Record excerpts:
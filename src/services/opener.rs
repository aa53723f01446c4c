//! Outbound links - hand tel:, mailto: and web URIs to the desktop
//!
//! `$BROWSER` wins when set (first entry of a colon-separated list, `%s`
//! replaced by the URI). Otherwise the platform opener is used.

use anyhow::{bail, Context, Result};
use std::env;
use std::io;
use std::process::{Command, ExitStatus, Stdio};
use std::thread::{self, JoinHandle};

pub trait LinkOpener {
    fn open(&mut self, uri: &str) -> Result<()>;
}

/// Build the program and arguments used to open `uri`
pub fn build_open_command(browser: Option<&str>, uri: &str) -> (String, Vec<String>) {
    if let Some(entry) = browser
        .and_then(|b| b.split(':').map(str::trim).find(|e| !e.is_empty()))
    {
        let mut parts = entry.split_whitespace();
        if let Some(program) = parts.next() {
            let mut args: Vec<String> = parts.map(|arg| arg.replace("%s", uri)).collect();
            if !entry.contains("%s") {
                args.push(uri.to_string());
            }
            return (program.to_string(), args);
        }
    }

    let program = if cfg!(target_os = "macos") {
        "open"
    } else if cfg!(target_os = "windows") {
        "explorer"
    } else {
        "xdg-open"
    };
    (program.to_string(), vec![uri.to_string()])
}

/// Start `program` detached from the terminal. A background thread waits on
/// the child so it is reaped when it exits.
pub fn spawn_detached(program: &str, args: &[String]) -> Result<JoinHandle<io::Result<ExitStatus>>> {
    let mut child = Command::new(program)
        .args(args)
        .stdin(Stdio::null())
        .stdout(Stdio::null())
        .stderr(Stdio::null())
        .spawn()
        .with_context(|| format!("Failed to run {}", program))?;
    Ok(thread::spawn(move || child.wait()))
}

/// Spawns the system opener without blocking the UI
pub struct SystemOpener {
    browser: Option<String>,
}

impl SystemOpener {
    pub fn from_env() -> Self {
        Self {
            browser: env::var("BROWSER").ok().filter(|b| !b.trim().is_empty()),
        }
    }
}

impl LinkOpener for SystemOpener {
    fn open(&mut self, uri: &str) -> Result<()> {
        if uri.trim().is_empty() {
            bail!("Nothing to open");
        }
        let (program, args) = build_open_command(self.browser.as_deref(), uri);
        tracing::info!(%program, %uri, "opening link");

        spawn_detached(&program, &args)?;
        Ok(())
    }
}


#[cfg(test)]
mod tests {
    use super::*;

    #[test]
    fn test_browser_variable_appends_uri() {
        let (program, args) = build_open_command(Some("firefox --new-tab"), "https://t.me/x");
        assert_eq!(program, "firefox");
        assert_eq!(args, vec!["--new-tab", "https://t.me/x"]);
    }

    #[test]
    fn test_browser_placeholder_and_list() {
        let (program, args) = build_open_command(Some(":lynx %s:w3m"), "mailto:a@b.c");
        assert_eq!(program, "lynx");
        assert_eq!(args, vec!["mailto:a@b.c"]);
    }

    #[test]
    fn test_platform_fallback() {
        let (program, args) = build_open_command(None, "tel:+79119163364");
        assert!(["open", "explorer", "xdg-open"].contains(&program.as_str()));
        assert_eq!(args, vec!["tel:+79119163364"]);

        let (fallback, _) = build_open_command(Some("  "), "tel:1");
        assert_eq!(fallback, program);
    }

    #[cfg(unix)]
    #[test]
    fn test_detached_child_is_reaped() {
        let status = spawn_detached("true", &[]).unwrap().join().unwrap().unwrap();
        assert!(status.success());

        let status = spawn_detached("sh", &["-c".to_string(), "exit 3".to_string()])
            .unwrap()
            .join()
            .unwrap()
            .unwrap();
        assert_eq!(status.code(), Some(3));
    }

    #[test]
    fn test_missing_program_is_an_error() {
        let err = spawn_detached("portfolio-tui-no-such-opener", &[]).unwrap_err();
        assert!(err.to_string().contains("portfolio-tui-no-such-opener"));
    }
}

Required action: Could you give the data above again, exact in every line?

Result:
filename src/services/opener.rs
repository aa53723f01446c4c
//! Outbound links - hand tel:, mailto: and web URIs to the desktop
//!
//! `$BROWSER` wins when set (first entry of a colon-separated list, `%s`
//! replaced by the URI). Otherwise the platform opener is used.

use anyhow::{bail, Context, Result};
use std::env;
use std::io;
use std::process::{Command, ExitStatus, Stdio};
use std::thread::{self, JoinHandle};

pub trait LinkOpener {
    fn open(&mut self, uri: &str) -> Result<()>;
}

/// Build the program and arguments used to open `uri`
pub fn build_open_command(browser: Option<&str>, uri: &str) -> (String, Vec<String>) {
    if let Some(entry) = browser
        .and_then(|b| b.split(':').map(str::trim).find(|e| !e.is_empty()))
    {
        let mut parts = entry.split_whitespace();
        if let Some(program) = parts.next() {
            let mut args: Vec<String> = parts.map(|arg| arg.replace("%s", uri)).collect();
            if !entry.contains("%s") {
                args.push(uri.to_string());
            }
            return (program.to_string(), args);
        }
    }

    let program = if cfg!(target_os = "macos") {
        "open"
    } else if cfg!(target_os = "windows") {
        "explorer"
    } else {
        "xdg-open"
    };
    (program.to_string(), vec![uri.to_string()])
}

/// Start `program` detached from the terminal. A background thread waits on
/// the child so it is reaped when it exits.
pub fn spawn_detached(program: &str, args: &[String]) -> Result<JoinHandle<io::Result<ExitStatus>>> {
    let mut child = Command::new(program)
        .args(args)
        .stdin(Stdio::null())
        .stdout(Stdio::null())
        .stderr(Stdio::null())
        .spawn()
        .with_context(|| format!("Failed to run {}", program))?;
    Ok(thread::spawn(move || child.wait()))
}

/// Spawns the system opener without blocking the UI
pub struct SystemOpener {
    browser: Option<String>,
}

impl SystemOpener {
    pub fn from_env() -> Self {
        Self {
            browser: env::var("BROWSER").ok().filter(|b| !b.trim().is_empty()),
        }
    }
}

impl LinkOpener for SystemOpener {
    fn open(&mut self, uri: &str) -> Result<()> {
        if uri.trim().is_empty() {
            bail!("Nothing to open");
        }
        let (program, args) = build_open_command(self.browser.as_deref(), uri);
        tracing::info!(%program, %uri, "opening link");

        spawn_detached(&program, &args)?;
        Ok(())
    }
}


#[cfg(test)]
mod tests {
    use super::*;

    #[test]
    fn test_browser_variable_appends_uri() {
        let (program, args) = build_open_command(Some("firefox --new-tab"), "https://t.me/x");
        assert_eq!(program, "firefox");
        assert_eq!(args, vec!["--new-tab", "https://t.me/x"]);
    }

    #[test]
    fn test_browser_placeholder_and_list() {
        let (program, args) = build_open_command(Some(":lynx %s:w3m"), "mailto:a@b.c");
        assert_eq!(program, "lynx");
        assert_eq!(args, vec!["mailto:a@b.c"]);
    }

    #[test]
    fn test_platform_fallback() {
        let (program, args) = build_open_command(None, "tel:+79119163364");
        assert!(["open", "explorer", "xdg-open"].contains(&program.as_str()));
        assert_eq!(args, vec!["tel:+79119163364"]);

        let (fallback, _) = build_open_command(Some("  "), "tel:1");
        assert_eq!(fallback, program);
    }

    #[cfg(unix)]
    #[test]
    fn test_detached_child_is_reaped() {
        let status = spawn_detached("true", &[]).unwrap().join().unwrap().unwrap();
        assert!(status.success());

        let status = spawn_detached("sh", &["-c".to_string(), "exit 3".to_string()])
            .unwrap()
            .join()
            .unwrap()
            .unwrap();
        assert_eq!(status.code(), Some(3));
    }

    #[test]
    fn test_missing_program_is_an_error() {
        let err = spawn_detached("portfolio-tui-no-such-opener", &[]).unwrap_err();
        assert!(err.to_string().contains("portfolio-tui-no-such-opener"));
    }
}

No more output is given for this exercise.